Thanks a lot for your answer and suggestions. I have read a little bit about your PhD thesis. It’s a good work. Right now, I have tried to use MRT-LBE D3Q19 model with pressure boundary and standard bounce-back to simulate the permeability of porous media. At first, on the basis of Bruce’s MRT 2d code, I have extended it to 3d to test the Poiseuille flow between the parallel plates. The transformation, M moment equilibria meq and diagonal relaxation matrix S presented by Dr. d’Humieres “Multiple-relaxation-time lattice Boltzmann models in three dimensions” were used. I found an interesting thing. At the former iteration time, the velocity profile seems reasonable. However, with the increase of iteration time, the results become to be instable. I don’t know why. Is there anyone have the similar finding or know the reason? Waiting for the suggestions. Thanks
PS: I have successfully checked out the mistake of implementation. Thanks very much for your kind attentions!
I am glad to see some progress of your work. I was also planning to implement MRT or TRT to improve the stability and accuracy of flow in porous media. I have nano-scale 3D imaging data of rock material and have some numerical inaccuracy with SRT , probably due to small channel (few grid cells in a narrow channel). Sometimes numerical instability. So, I want to test how much MRT or TRT improves at a nano scale.
I would appreciate it if you can share your code if possible. I will share my work in the near future.
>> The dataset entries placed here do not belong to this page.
// src/catalog.rs
//! Static cipher / hash metadata and the supported-algorithm filter
//!
//! The tables are fixed at build time. What a caller may actually use is
//! whatever the primitive backend reports, minus the denylists below.
//!
//! # AES block size
//!
//! The legacy artifact format pads the AES-256 family (`aes-cbc`,
//! `aes-cbc256`, `aes-ige256`) to 32-byte units even though AES itself has
//! a 16-byte block. That width is kept as [`CipherSpec::block_size`] so
//! artifacts stay byte-compatible in both directions; the real cipher block
//! is exposed separately as [`CipherSpec::native_block_size`]. Since 32 is a
//! multiple of 16 the cipher modes never see a partial block.

use std::collections::BTreeSet;

use crate::crypto::CryptoBackend;
use crate::enums::{CipherId, HashId};
use crate::error::{CoreError, Result};

/// Per-cipher metadata
#[derive(Debug, Clone, Copy, PartialEq, Eq)]
pub struct CipherSpec {
    pub id: CipherId,
    pub iv_len: usize,
    pub key_len: usize,
    /// Padding and framing unit of the artifact format
    pub block_size: usize,
    /// Block size of the underlying cipher primitive
    pub native_block_size: usize,
    /// Derived key is split into three equal sub-keys (triple DES)
    pub multi_key_split: bool,
}

/// Per-hash metadata
#[derive(Debug, Clone, Copy, PartialEq, Eq)]
pub struct HashSpec {
    pub id: HashId,
    /// HMAC output length in bytes
    pub output_len: usize,
}

const fn spec(
    id: CipherId,
    iv_len: usize,
    key_len: usize,
    block_size: usize,
    native_block_size: usize,
    multi_key_split: bool,
) -> CipherSpec {
    CipherSpec {
        id,
        iv_len,
        key_len,
        block_size,
        native_block_size,
        multi_key_split,
    }
}

/// Stream-like, unauthenticated-only or tag-bearing modes the format has no slot for
pub fn is_denied_cipher(id: CipherId) -> bool {
    matches!(
        id,
        CipherId::AesCtr
            | CipherId::AesEcb
            | CipherId::DesEcb
            | CipherId::BlowfishEcb
            | CipherId::Rc4
            | CipherId::AesGcm
    )
}

/// Weak or unsupported digests
pub fn is_denied_hash(id: HashId) -> bool {
    matches!(id, HashId::Md4 | HashId::Ripemd160)
}

/// Metadata for a cipher; denylisted ciphers have none
pub fn cipher_spec(id: CipherId) -> Result<CipherSpec> {
    use CipherId::*;

    let found = match id {
        DesCbc => spec(id, 8, 8, 8, 8, false),
        DesCfb => spec(id, 8, 8, 8, 8, false),
        DesEde3Cbc => spec(id, 8, 24, 8, 8, true),
        DesEde3Cfb => spec(id, 8, 24, 8, 8, true),
        DesEde3 => spec(id, 0, 24, 8, 8, true),
        BlowfishCbc => spec(id, 8, 16, 8, 8, false),
        BlowfishCfb64 => spec(id, 8, 16, 8, 8, false),
        BlowfishOfb64 => spec(id, 8, 16, 8, 8, false),
        Rc2Cbc => spec(id, 8, 16, 8, 8, false),
        AesCbc => spec(id, 16, 32, 32, 16, false),
        AesCbc128 => spec(id, 16, 16, 16, 16, false),
        AesCfb8 => spec(id, 16, 16, 16, 16, false),
        AesCfb128 => spec(id, 16, 16, 16, 16, false),
        AesCbc256 => spec(id, 16, 32, 32, 16, false),
        // IGE chains on two previous blocks, hence a double-width IV
        AesIge256 => spec(id, 32, 32, 32, 16, false),
        AesEcb | DesEcb | BlowfishEcb | AesCtr | Rc4 | AesGcm => {
            return Err(CoreError::config(format!(
                "cipher {id} is not supported by the artifact format"
            )))
        }
    };
    Ok(found)
}

pub fn hash_spec(id: HashId) -> Result<HashSpec> {
    let output_len = match id {
        HashId::Md4 | HashId::Md5 => 16,
        HashId::Sha1 | HashId::Ripemd160 => 20,
        HashId::Sha224 => 28,
        HashId::Sha256 => 32,
        HashId::Sha384 => 48,
        HashId::Sha512 => 64,
    };
    Ok(HashSpec { id, output_len })
}

pub fn iv_len(id: CipherId) -> Result<usize> {
    cipher_spec(id).map(|s| s.iv_len)
}

pub fn key_len(id: CipherId) -> Result<usize> {
    cipher_spec(id).map(|s| s.key_len)
}

pub fn block_size(id: CipherId) -> Result<usize> {
    cipher_spec(id).map(|s| s.block_size)
}

pub fn is_multi_key_split(id: CipherId) -> Result<bool> {
    cipher_spec(id).map(|s| s.multi_key_split)
}

pub fn hash_len(id: HashId) -> Result<usize> {
    hash_spec(id).map(|s| s.output_len)
}

/// Backend-reported ciphers minus the denylist
pub fn supported_ciphers<B: CryptoBackend + ?Sized>(backend: &B) -> BTreeSet<CipherId> {
    backend
        .reported_ciphers()
        .into_iter()
        .filter(|id| !is_denied_cipher(*id))
        .collect()
}

/// Backend-reported hashes minus the denylist
pub fn supported_hashes<B: CryptoBackend + ?Sized>(backend: &B) -> BTreeSet<HashId> {
    backend
        .reported_hashes()
        .into_iter()
        .filter(|id| !is_denied_hash(*id))
        .collect()
}

/// Fails unless `cipher` is catalogued and offered by `backend`
pub fn ensure_supported_cipher<B: CryptoBackend + ?Sized>(
    backend: &B,
    cipher: CipherId,
) -> Result<CipherSpec> {
    let spec = cipher_spec(cipher)?;
    if !supported_ciphers(backend).contains(&cipher) {
        return Err(CoreError::config(format!(
            "cipher {cipher} is not available from the crypto backend"
        )));
    }
    Ok(spec)
}

/// Fails unless `hash` is catalogued, not denylisted, and offered by `backend`
pub fn ensure_supported_hash<B: CryptoBackend + ?Sized>(
    backend: &B,
    hash: HashId,
) -> Result<HashSpec> {
    if is_denied_hash(hash) {
        return Err(CoreError::config(format!("hash {hash} is not supported")));
    }
    let spec = hash_spec(hash)?;
    if !supported_hashes(backend).contains(&hash) {
        return Err(CoreError::config(format!(
            "hash {hash} is not available from the crypto backend"
        )));
    }
    Ok(spec)
}
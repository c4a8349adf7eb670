// src/enums.rs
//! Public enum types used throughout the crate
//!
//! Every cipher and hash identifier the crate knows about, including the
//! ones that are never offered to callers (see [`crate::catalog`]). Keeping
//! them in closed enums gives exhaustive `match` over the metadata tables.

use std::fmt;
use std::str::FromStr;

use serde::{Deserialize, Serialize};

use crate::error::CoreError;

/// Block cipher + mode identifiers
#[derive(Debug, Clone, Copy, PartialEq, Eq, PartialOrd, Ord, Hash, Serialize, Deserialize)]
#[serde(try_from = "String", into = "String")]
pub enum CipherId {
    DesCbc,
    DesCfb,
    DesEde3Cbc,
    DesEde3Cfb,
    /// Three-key triple DES in ECB mode (no IV)
    DesEde3,
    BlowfishCbc,
    BlowfishCfb64,
    BlowfishOfb64,
    Rc2Cbc,
    /// Legacy unqualified name for AES-256 in CBC mode
    AesCbc,
    AesCbc128,
    AesCfb8,
    AesCfb128,
    AesCbc256,
    AesIge256,

    // Known but always denylisted
    AesEcb,
    DesEcb,
    BlowfishEcb,
    AesCtr,
    Rc4,
    AesGcm,
}

impl CipherId {
    pub const ALL: [CipherId; 21] = [
        CipherId::DesCbc,
        CipherId::DesCfb,
        CipherId::DesEde3Cbc,
        CipherId::DesEde3Cfb,
        CipherId::DesEde3,
        CipherId::BlowfishCbc,
        CipherId::BlowfishCfb64,
        CipherId::BlowfishOfb64,
        CipherId::Rc2Cbc,
        CipherId::AesCbc,
        CipherId::AesCbc128,
        CipherId::AesCfb8,
        CipherId::AesCfb128,
        CipherId::AesCbc256,
        CipherId::AesIge256,
        CipherId::AesEcb,
        CipherId::DesEcb,
        CipherId::BlowfishEcb,
        CipherId::AesCtr,
        CipherId::Rc4,
        CipherId::AesGcm,
    ];

    /// Canonical lowercase name, as used in config files and env vars
    pub const fn name(self) -> &'static str {
        match self {
            CipherId::DesCbc => "des-cbc",
            CipherId::DesCfb => "des-cfb",
            CipherId::DesEde3Cbc => "des-ede3-cbc",
            CipherId::DesEde3Cfb => "des-ede3-cfb",
            CipherId::DesEde3 => "des-ede3",
            CipherId::BlowfishCbc => "blowfish-cbc",
            CipherId::BlowfishCfb64 => "blowfish-cfb64",
            CipherId::BlowfishOfb64 => "blowfish-ofb64",
            CipherId::Rc2Cbc => "rc2-cbc",
            CipherId::AesCbc => "aes-cbc",
            CipherId::AesCbc128 => "aes-cbc128",
            CipherId::AesCfb8 => "aes-cfb8",
            CipherId::AesCfb128 => "aes-cfb128",
            CipherId::AesCbc256 => "aes-cbc256",
            CipherId::AesIge256 => "aes-ige256",
            CipherId::AesEcb => "aes-ecb",
            CipherId::DesEcb => "des-ecb",
            CipherId::BlowfishEcb => "blowfish-ecb",
            CipherId::AesCtr => "aes-ctr",
            CipherId::Rc4 => "rc4",
            CipherId::AesGcm => "aes-gcm",
        }
    }
}

/// Digest identifiers selecting the HMAC variant used by PBKDF2
#[derive(Debug, Clone, Copy, PartialEq, Eq, PartialOrd, Ord, Hash, Serialize, Deserialize)]
#[serde(try_from = "String", into = "String")]
pub enum HashId {
    Md4,
    Md5,
    Sha1,
    Sha224,
    Sha256,
    Sha384,
    Sha512,
    Ripemd160,
}

impl HashId {
    pub const ALL: [HashId; 8] = [
        HashId::Md4,
        HashId::Md5,
        HashId::Sha1,
        HashId::Sha224,
        HashId::Sha256,
        HashId::Sha384,
        HashId::Sha512,
        HashId::Ripemd160,
    ];

    pub const fn name(self) -> &'static str {
        match self {
            HashId::Md4 => "md4",
            HashId::Md5 => "md5",
            HashId::Sha1 => "sha1",
            HashId::Sha224 => "sha224",
            HashId::Sha256 => "sha256",
            HashId::Sha384 => "sha384",
            HashId::Sha512 => "sha512",
            HashId::Ripemd160 => "ripemd160",
        }
    }
}

impl fmt::Display for CipherId {
    fn fmt(&self, f: &mut fmt::Formatter<'_>) -> fmt::Result {
        f.write_str(self.name())
    }
}

impl fmt::Display for HashId {
    fn fmt(&self, f: &mut fmt::Formatter<'_>) -> fmt::Result {
        f.write_str(self.name())
    }
}

/// Names compare case-insensitively and ignore `_` vs `-`
fn normalize(name: &str) -> String {
    name.trim().to_ascii_lowercase().replace('_', "-")
}

impl FromStr for CipherId {
    type Err = CoreError;

    fn from_str(s: &str) -> Result<Self, Self::Err> {
        let wanted = normalize(s);
        CipherId::ALL
            .into_iter()
            .find(|id| id.name() == wanted)
            .ok_or_else(|| CoreError::config(format!("unknown cipher identifier: {s:?}")))
    }
}

impl FromStr for HashId {
    type Err = CoreError;

    fn from_str(s: &str) -> Result<Self, Self::Err> {
        let wanted = normalize(s);
        // "sha-512" style spellings are common in older configs
        let wanted = match wanted.as_str() {
            "sha-1" | "sha-224" | "sha-256" | "sha-384" | "sha-512" => wanted.replace('-', ""),
            "ripemd-160" => "ripemd160".to_owned(),
            _ => wanted,
        };
        HashId::ALL
            .into_iter()
            .find(|id| id.name() == wanted)
            .ok_or_else(|| CoreError::config(format!("unknown hash identifier: {s:?}")))
    }
}

impl TryFrom<String> for CipherId {
    type Error = CoreError;

    fn try_from(value: String) -> Result<Self, Self::Error> {
        value.parse()
    }
}

impl TryFrom<String> for HashId {
    type Error = CoreError;

    fn try_from(value: String) -> Result<Self, Self::Error> {
        value.parse()
    }
}

impl From<CipherId> for String {
    fn from(id: CipherId) -> Self {
        id.name().to_owned()
    }
}

impl From<HashId> for String {
    fn from(id: HashId) -> Self {
        id.name().to_owned()
    }
}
I will send a message.
If anyone has an idea of simulating the flow (both single and multiphase) at a nanoscale (image resolution is ~ 10 nm), any suggestion would be appreciated.
I am also working on simulating non Newtonian fluid flow in porous media.
I have tried to convert the 2D Carreau model to 3D but it seems a little bit complicated; So I decided to run the simulation in 2D.
The problem is that I do not know how to convert permeability in 3D (the one in the tutorial) to 2D and also how to provide appropriate 2D .dat image for the Palabos from .bmp images.
could you share your experiences about this matter or share your code if it is possible?